Indeed, the better all the operations of nature are known and understood, the more they will be the cause of awe. One may chance while walking in the mountains to experience a captivating vision known as the Brocken spectre; whereby an enormous figure appears in the clouds, and a bright halo within a cloud of haziness will be seen ascending in an arc over the figure’s head looking much like a faint rainbow. The cause of the phenomenon is well known; an enhanced and seemingly gigantic shadow of an observer is cast upon the clouds opposite from the Sun’s direction; it results from the sunlight shining from an unclouded part of the sky impacting upon the dense vapour by which it is then refracted; and the figure’s head will often be surrounded by halo-like rings of coloured light, an optical phenomenon known as a glory, as the sunlight interacts with the water droplets with which the clouds are composed.

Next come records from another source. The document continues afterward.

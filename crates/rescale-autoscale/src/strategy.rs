//! Strategy engine. Maps current scale and utilisation to a desired scale.
//!
//! Every function here is pure. The returned value is not bounded; callers
//! pass it through [`crate::bounds::clamp`].

use rescale_core::{ScalingPolicy, Strategy, UtilizationSample};

/// Compute the desired replica count for one service.
pub fn decide(current: u32, sample: &UtilizationSample, policy: &ScalingPolicy) -> u32 {
    let scale_fn: fn(u32, &UtilizationSample, &ScalingPolicy) -> u32 = match policy.strategy {
        Strategy::Balanced => balanced,
        Strategy::Performance => performance,
        Strategy::Efficiency => efficiency,
    };
    scale_fn(current, sample, policy)
}

/// One replica up or down.
fn balanced(current: u32, sample: &UtilizationSample, policy: &ScalingPolicy) -> u32 {
    let (cpu, mem) = (sample.cpu_percent, sample.mem_percent);

    if cpu > policy.cpu_threshold || mem > policy.mem_threshold {
        return current.saturating_add(1);
    }
    if cpu < policy.cpu_threshold * 0.7
        && mem < policy.mem_threshold * 0.7
        && current > policy.min_replicas
    {
        return current - 1;
    }
    current
}

/// Grow by half on any pressure, shrink by one only when usage is very low.
fn performance(current: u32, sample: &UtilizationSample, policy: &ScalingPolicy) -> u32 {
    let (cpu, mem) = (sample.cpu_percent, sample.mem_percent);

    if cpu > policy.cpu_threshold || mem > policy.mem_threshold {
        return scale_by(current, 1.5);
    }
    if cpu < policy.cpu_threshold * 0.5
        && mem < policy.mem_threshold * 0.5
        && current > policy.min_replicas
    {
        return current - 1;
    }
    current
}

/// Grow by one only under heavy load, shrink by a quarter otherwise.
///
/// The scale-down guard is `cpu < T || (mem < T && current > min)`: CPU
/// below threshold alone triggers the shrink, and only the memory half is
/// gated on `min_replicas`. Clamping still keeps the result in bounds.
fn efficiency(current: u32, sample: &UtilizationSample, policy: &ScalingPolicy) -> u32 {
    let (cpu, mem) = (sample.cpu_percent, sample.mem_percent);

    if cpu > policy.cpu_threshold * 1.2 || mem > policy.mem_threshold * 1.2 {
        return current.saturating_add(1);
    }
    if cpu < policy.cpu_threshold || (mem < policy.mem_threshold && current > policy.min_replicas) {
        return scale_by(current, 0.75);
    }
    current
}

/// `floor(current * factor)`, saturating at `u32::MAX`.
fn scale_by(current: u32, factor: f64) -> u32 {
    let scaled = (f64::from(current) * factor).floor();
    if scaled >= f64::from(u32::MAX) {
        u32::MAX
    } else {
        scaled as u32
    }
}

#[cfg(test)]
mod tests {
    use super::*;

    fn policy(strategy: Strategy) -> ScalingPolicy {
        ScalingPolicy {
            strategy,
            cpu_threshold: 70.0,
            mem_threshold: 70.0,
            min_replicas: 1,
            max_replicas: 10,
            ..Default::default()
        }
    }

    fn sample(cpu: f64, mem: f64) -> UtilizationSample {
        UtilizationSample::new(cpu, mem)
    }

    // ── balanced ───────────────────────────────────────────────────

    #[test]
    fn balanced_scales_up_on_cpu_pressure() {
        assert_eq!(decide(2, &sample(80.0, 50.0), &policy(Strategy::Balanced)), 3);
    }

    #[test]
    fn balanced_scales_up_on_memory_pressure() {
        assert_eq!(decide(2, &sample(10.0, 71.0), &policy(Strategy::Balanced)), 3);
    }

    #[test]
    fn balanced_scales_down_when_both_low() {
        assert_eq!(decide(3, &sample(40.0, 40.0), &policy(Strategy::Balanced)), 2);
    }

    #[test]
    fn balanced_holds_at_min() {
        assert_eq!(decide(1, &sample(10.0, 10.0), &policy(Strategy::Balanced)), 1);
    }

    #[test]
    fn balanced_holds_in_dead_band() {
        // 0.7 * 70 = 49: cpu at 55 is neither high nor low.
        assert_eq!(decide(4, &sample(55.0, 30.0), &policy(Strategy::Balanced)), 4);
        // Exactly at threshold does not count as above it.
        assert_eq!(decide(4, &sample(70.0, 70.0), &policy(Strategy::Balanced)), 4);
    }

    // ── performance ────────────────────────────────────────────────

    #[test]
    fn performance_grows_by_half() {
        assert_eq!(decide(2, &sample(90.0, 50.0), &policy(Strategy::Performance)), 3);
        assert_eq!(decide(4, &sample(10.0, 90.0), &policy(Strategy::Performance)), 6);
        assert_eq!(decide(5, &sample(90.0, 90.0), &policy(Strategy::Performance)), 7);
    }

    #[test]
    fn performance_single_replica_stays_put_under_pressure() {
        // floor(1 * 1.5) = 1
        assert_eq!(decide(1, &sample(95.0, 95.0), &policy(Strategy::Performance)), 1);
    }

    #[test]
    fn performance_scales_down_only_when_very_low() {
        let p = policy(Strategy::Performance);
        // 0.5 * 70 = 35
        assert_eq!(decide(4, &sample(30.0, 30.0), &p), 3);
        assert_eq!(decide(4, &sample(40.0, 30.0), &p), 4);
        assert_eq!(decide(1, &sample(0.0, 0.0), &p), 1);
    }

    // ── efficiency ─────────────────────────────────────────────────

    #[test]
    fn efficiency_scales_up_only_above_headroom() {
        let p = policy(Strategy::Efficiency);
        // 1.2 * 70 = 84
        assert_eq!(decide(2, &sample(85.0, 50.0), &p), 3);
        assert_eq!(decide(2, &sample(75.0, 80.0), &p), 2);
    }

    #[test]
    fn efficiency_low_cpu_alone_shrinks_regardless_of_memory() {
        // mem is above threshold, yet cpu < T triggers floor(4 * 0.75).
        assert_eq!(decide(4, &sample(60.0, 80.0), &policy(Strategy::Efficiency)), 3);
    }

    #[test]
    fn efficiency_cpu_half_ignores_min_guard() {
        let p = policy(Strategy::Efficiency);
        // current == min, cpu low: unguarded half fires, floor(1 * 0.75) = 0.
        assert_eq!(decide(1, &sample(10.0, 10.0), &p), 0);
    }

    #[test]
    fn efficiency_memory_half_respects_min_guard() {
        let p = policy(Strategy::Efficiency);
        // cpu at threshold (not below), mem low, current == min: unchanged.
        assert_eq!(decide(1, &sample(70.0, 10.0), &p), 1);
        // Same usage above min shrinks.
        assert_eq!(decide(4, &sample(70.0, 10.0), &p), 3);
    }

    #[test]
    fn efficiency_holds_between_threshold_and_headroom() {
        assert_eq!(decide(4, &sample(75.0, 75.0), &policy(Strategy::Efficiency)), 4);
    }

    // ── shared ─────────────────────────────────────────────────────

    #[test]
    fn decide_is_pure() {
        let p = policy(Strategy::Balanced);
        let s = sample(80.0, 20.0);
        let first = decide(3, &s, &p);
        let second = decide(3, &s, &p);
        assert_eq!(first, second);
        assert_eq!(p, policy(Strategy::Balanced));
    }

    #[test]
    fn increments_saturate() {
        let p = policy(Strategy::Balanced);
        assert_eq!(decide(u32::MAX, &sample(99.0, 99.0), &p), u32::MAX);
        let p = policy(Strategy::Performance);
        assert_eq!(decide(u32::MAX, &sample(99.0, 99.0), &p), u32::MAX);
    }
}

Such a sight would be sufficient to enchant a person of a scientific persuasion; as for the unenlightened and those with not quite so acute an apprehension, the effect can be quite different.

An illustration depicting the Brocken spectre phenomenon, from L’atmosphère, description des grands phénomènes de la nature, Camille Flammarion, 1873

Samuel Taylor Coleridge, (1772–1834), in his ‘Constancy to an Ideal Object’, in which he contemplates which objects are the most gratifying in life, concludes with an image of the Brocken spectre:

And art thou nothing? Such thou art, as when

The woodman winding westward up the glen

At wintry dawn, where o’er the sheep-track’s maze

The viewless snow-mist weaves a glist’ning haze,

Sees full before him, gliding without tread,

An image with a glory round its head;

The enamoured rustic worships its fair hues,

Nor knows he makes the shadow he pursues!

How appearances can mislead, that one can find oneself pursuing oneself by virtue of a natural illusion. To delve more deeply into the theme of Coleridge’s poem, it is about constancy, and yet it apprehends constancy as a kind of obsession that is aimless, inconsequential, and without worth; not because the poet in his constancy has revealed himself as worthless towards the object, but because the object is revealed as without any substantial existence, or rather, it has existence merely as a fabrication of the poet’s own ideation, his idea formation. That is to say, constancy is played off against change, and what turns out to be the only real constancy is to be found in the poet’s own thoughts so much characterised by yearning, in his own ideas, whereas physical nature by contrast is forever changing; it is as though thoughts, ideas, spirits, are animate, and that they possesses the mind and then they consume the whole body; ideas are thereby the ultimate reality.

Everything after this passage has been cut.